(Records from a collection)
//! sceneport CLI
//!
//! Exports a scene snapshot to per-category JSON manifests and one converted
//! asset per distinct mesh, previews the export plan, and batch-renames
//! logical names.

use std::path::{Path, PathBuf};

use anyhow::{bail, Context, Result};
use clap::{Args, Parser, Subcommand, ValueEnum};
use tracing::{debug, info};

use sceneport_core::logging::{init_with_config, TracingConfig};
use sceneport_export::{AxisConvention, Category, ExportConfig, ExportPipeline, Plan, RunSummary};
use sceneport_scene::{rename_logical, SceneSnapshot};

/// sceneport - scene graph to game engine exporter
#[derive(Parser)]
#[command(name = "sceneport")]
#[command(author, version, about, long_about = None)]
#[command(propagate_version = true)]
struct Cli {
    /// Enable verbose output (-v, -vv, -vvv)
    #[arg(short, long, action = clap::ArgAction::Count, global = true)]
    verbose: u8,

    /// Output format for reports
    #[arg(long, global = true, value_enum, default_value_t = OutputFormat::Text)]
    format: OutputFormat,

    /// YAML config file
    #[arg(long, global = true)]
    config: Option<PathBuf>,

    #[command(subcommand)]
    command: Commands,
}

#[derive(Clone, Copy, Debug, Default, PartialEq, Eq, ValueEnum)]
enum OutputFormat {
    #[default]
    Text,
    Json,
}

#[derive(Clone, Copy, Debug, PartialEq, Eq, ValueEnum)]
enum AxisArg {
    Native,
    YUp,
}

impl From<AxisArg> for AxisConvention {
    fn from(axis: AxisArg) -> Self {
        match axis {
            AxisArg::Native => AxisConvention::Native,
            AxisArg::YUp => AxisConvention::YUp,
        }
    }
}

#[derive(Subcommand)]
enum Commands {
    /// Write manifests and convert every distinct mesh
    Export(ExportArgs),

    /// Show records, export targets and name conflicts without writing anything
    Plan(PlanArgs),

    /// Rename a logical name on every entity that uses it
    Rename(RenameArgs),
}

#[derive(Args)]
struct ExportArgs {
    /// Scene snapshot (JSON)
    scene: PathBuf,

    /// Output root (defaults to the scene file's directory)
    #[arg(short, long)]
    output_root: Option<PathBuf>,

    /// Number of parallel conversions
    #[arg(short, long)]
    jobs: Option<usize>,

    /// Write manifests and check conflicts, but export nothing
    #[arg(long)]
    dry_run: bool,

    /// Keep intermediate files after conversion
    #[arg(long)]
    keep_intermediates: bool,

    /// Axis convention of the written records
    #[arg(long, value_enum)]
    axis: Option<AxisArg>,

    /// Name suffix delimiter
    #[arg(long)]
    delimiter: Option<char>,
}

#[derive(Args)]
struct PlanArgs {
    /// Scene snapshot (JSON)
    scene: PathBuf,

    /// Name suffix delimiter
    #[arg(long)]
    delimiter: Option<char>,
}

#[derive(Args)]
struct RenameArgs {
    /// Scene snapshot (JSON)
    scene: PathBuf,

    /// Current logical name
    from: String,

    /// New logical name
    to: String,

    /// Write the renamed snapshot here instead of overwriting the input
    #[arg(short, long)]
    output: Option<PathBuf>,

    /// Name suffix delimiter
    #[arg(long)]
    delimiter: Option<char>,
}

fn main() -> Result<()> {
    let cli = Cli::parse();
    init_with_config(TracingConfig::from_verbosity(cli.verbose));

    let config = load_config(cli.config.as_deref())?;

    match cli.command {
        Commands::Export(args) => cmd_export(args, config, cli.format),
        Commands::Plan(args) => cmd_plan(args, config, cli.format),
        Commands::Rename(args) => cmd_rename(args, config, cli.format),
    }
}

fn load_config(path: Option<&Path>) -> Result<ExportConfig> {
    match path {
        Some(path) => {
            debug!("Loading config from {:?}", path);
            ExportConfig::from_yaml_file(path).with_context(|| format!("Failed to load config {:?}", path))
        }
        None => Ok(ExportConfig::default()),
    }
}

fn load_scene(path: &Path) -> Result<SceneSnapshot> {
    info!("Loading scene snapshot: {:?}", path);
    SceneSnapshot::load(path).with_context(|| format!("Failed to load scene snapshot {:?}", path))
}

fn cmd_export(args: ExportArgs, mut config: ExportConfig, format: OutputFormat) -> Result<()> {
    if let Some(root) = args.output_root {
        config.output_root = Some(root);
    }
    if let Some(jobs) = args.jobs {
        config.jobs = Some(jobs);
    }
    if let Some(axis) = args.axis {
        config.axis = axis.into();
    }
    if let Some(delimiter) = args.delimiter {
        config.delimiter = delimiter;
    }
    config.dry_run |= args.dry_run;
    config.keep_intermediates |= args.keep_intermediates;
    config.validate().context("Invalid configuration")?;

    let mut scene = load_scene(&args.scene)?;
    let exporter = config.native_exporter();
    let converter = config.asset_converter();

    let summary = ExportPipeline::new(config)
        .run(&mut scene, &exporter, &converter)
        .context("Export failed")?;

    print_summary(&summary, format)?;

    if !summary.is_complete() {
        bail!("{} asset(s) failed to convert", summary.conversion_failures.len());
    }
    Ok(())
}

fn print_summary(summary: &RunSummary, format: OutputFormat) -> Result<()> {
    match format {
        OutputFormat::Json => {
            println!("{}", serde_json::to_string_pretty(summary)?);
        }
        OutputFormat::Text => {
            println!("Scene:     {}", summary.scene_name);
            println!("Records:   {} ({} skipped)", summary.record_count, summary.skipped);
            println!("Manifests:");
            for path in &summary.manifests {
                println!("  {}", path.display());
            }
            if summary.dry_run {
                println!("Dry run - would export {} model(s):", summary.targets.len());
                for target in &summary.targets {
                    println!("  {}", target);
                }
                return Ok(());
            }
            println!("Assets:    {}/{}", summary.assets.len(), summary.targets.len());
            for path in &summary.assets {
                println!("  {}", path.display());
            }
            for failure in &summary.conversion_failures {
                println!("  FAILED {} ({}): {}", failure.entity, failure.intermediate.display(), failure.message);
            }
        }
    }
    Ok(())
}

fn cmd_plan(args: PlanArgs, mut config: ExportConfig, format: OutputFormat) -> Result<()> {
    if let Some(delimiter) = args.delimiter {
        config.delimiter = delimiter;
    }
    config.validate().context("Invalid configuration")?;

    let scene = load_scene(&args.scene)?;
    let pipeline = ExportPipeline::new(config);
    let plan = pipeline.plan(&scene).context("Failed to plan export")?;

    match format {
        OutputFormat::Json => print_plan_json(&plan)?,
        OutputFormat::Text => print_plan_text(&plan),
    }

    if plan.has_conflicts() {
        bail!("{} logical name(s) are used by different geometries", plan.index.conflict_report().len());
    }
    Ok(())
}

fn print_plan_json(plan: &Plan) -> Result<()> {
    let counts: serde_json::Map<String, serde_json::Value> = Category::ALL
        .iter()
        .map(|c| (c.as_str().to_string(), plan.classified.records(*c).len().into()))
        .collect();

    let targets: Vec<_> = plan
        .targets()
        .iter()
        .map(|t| {
            serde_json::json!({
                "entity": t.entity,
                "model_file_name": t.model_file_name,
                "geometry": t.geometry,
                "instances": t.instances,
                "linked": t.linked,
            })
        })
        .collect();

    let conflicts: Vec<_> = plan
        .index
        .conflict_report()
        .conflicts
        .iter()
        .map(|c| {
            serde_json::json!({
                "name": c.logical_name,
                "geometries": c.geometries.iter().map(|(geometry, entities)| {
                    serde_json::json!({ "geometry": geometry, "entities": entities })
                }).collect::<Vec<_>>(),
            })
        })
        .collect();

    let skipped: Vec<_> = plan
        .classified
        .skipped
        .iter()
        .map(|(name, reason)| serde_json::json!({ "entity": name, "reason": format!("{:?}", reason) }))
        .collect();

    let json = serde_json::json!({
        "scene": plan.scene_name,
        "records": counts,
        "targets": targets,
        "conflicts": conflicts,
        "skipped": skipped,
    });
    println!("{}", serde_json::to_string_pretty(&json)?);
    Ok(())
}

fn print_plan_text(plan: &Plan) {
    println!("Scene: {}", plan.scene_name);
    println!();
    println!("{:<10} {}", "Category", "Records");
    println!("{:-<10} {:-<7}", "", "");
    for category in Category::ALL {
        println!("{:<10} {}", category.as_str(), plan.classified.records(category).len());
    }

    let targets = plan.targets();
    println!();
    println!("{:<32} {:<24} {:>9}", "Model file", "Exported from", "Instances");
    println!("{:-<32} {:-<24} {:->9}", "", "", "");
    for target in &targets {
        println!("{:<32} {:<24} {:>9}", target.model_file_name, target.entity, target.instances);
    }

    if !plan.classified.skipped.is_empty() {
        println!();
        println!("Skipped {} entities:", plan.classified.skipped.len());
        for (name, reason) in &plan.classified.skipped {
            println!("  {} ({:?})", name, reason);
        }
    }

    if plan.has_conflicts() {
        println!();
        println!("Name conflicts:");
        print!("{}", plan.index.conflict_report());
    }
}

fn cmd_rename(args: RenameArgs, mut config: ExportConfig, format: OutputFormat) -> Result<()> {
    if let Some(delimiter) = args.delimiter {
        config.delimiter = delimiter;
    }

    let mut scene = load_scene(&args.scene)?;
    let renamed = rename_logical(&mut scene, &args.from, &args.to, config.delimiter)
        .with_context(|| format!("Failed to rename '{}' to '{}'", args.from, args.to))?;

    let output = args.output.as_deref().unwrap_or(&args.scene);
    if renamed > 0 {
        scene
            .save(output)
            .with_context(|| format!("Failed to write scene snapshot {:?}", output))?;
    }

    match format {
        OutputFormat::Json => {
            let json = serde_json::json!({
                "from": args.from,
                "to": args.to,
                "renamed": renamed,
                "output": output,
            });
            println!("{}", serde_json::to_string_pretty(&json)?);
        }
        OutputFormat::Text => {
            if renamed == 0 {
                println!("No entities named '{}'", args.from);
            } else {
                println!("Renamed {} entities '{}' -> '{}' in {}", renamed, args.from, args.to, output.display());
            }
        }
    }
    Ok(())
}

→ Work request: A single figure, please: the number of lines in the data that hold the string "ExportPipeline".

→ Solution for this exercise: 3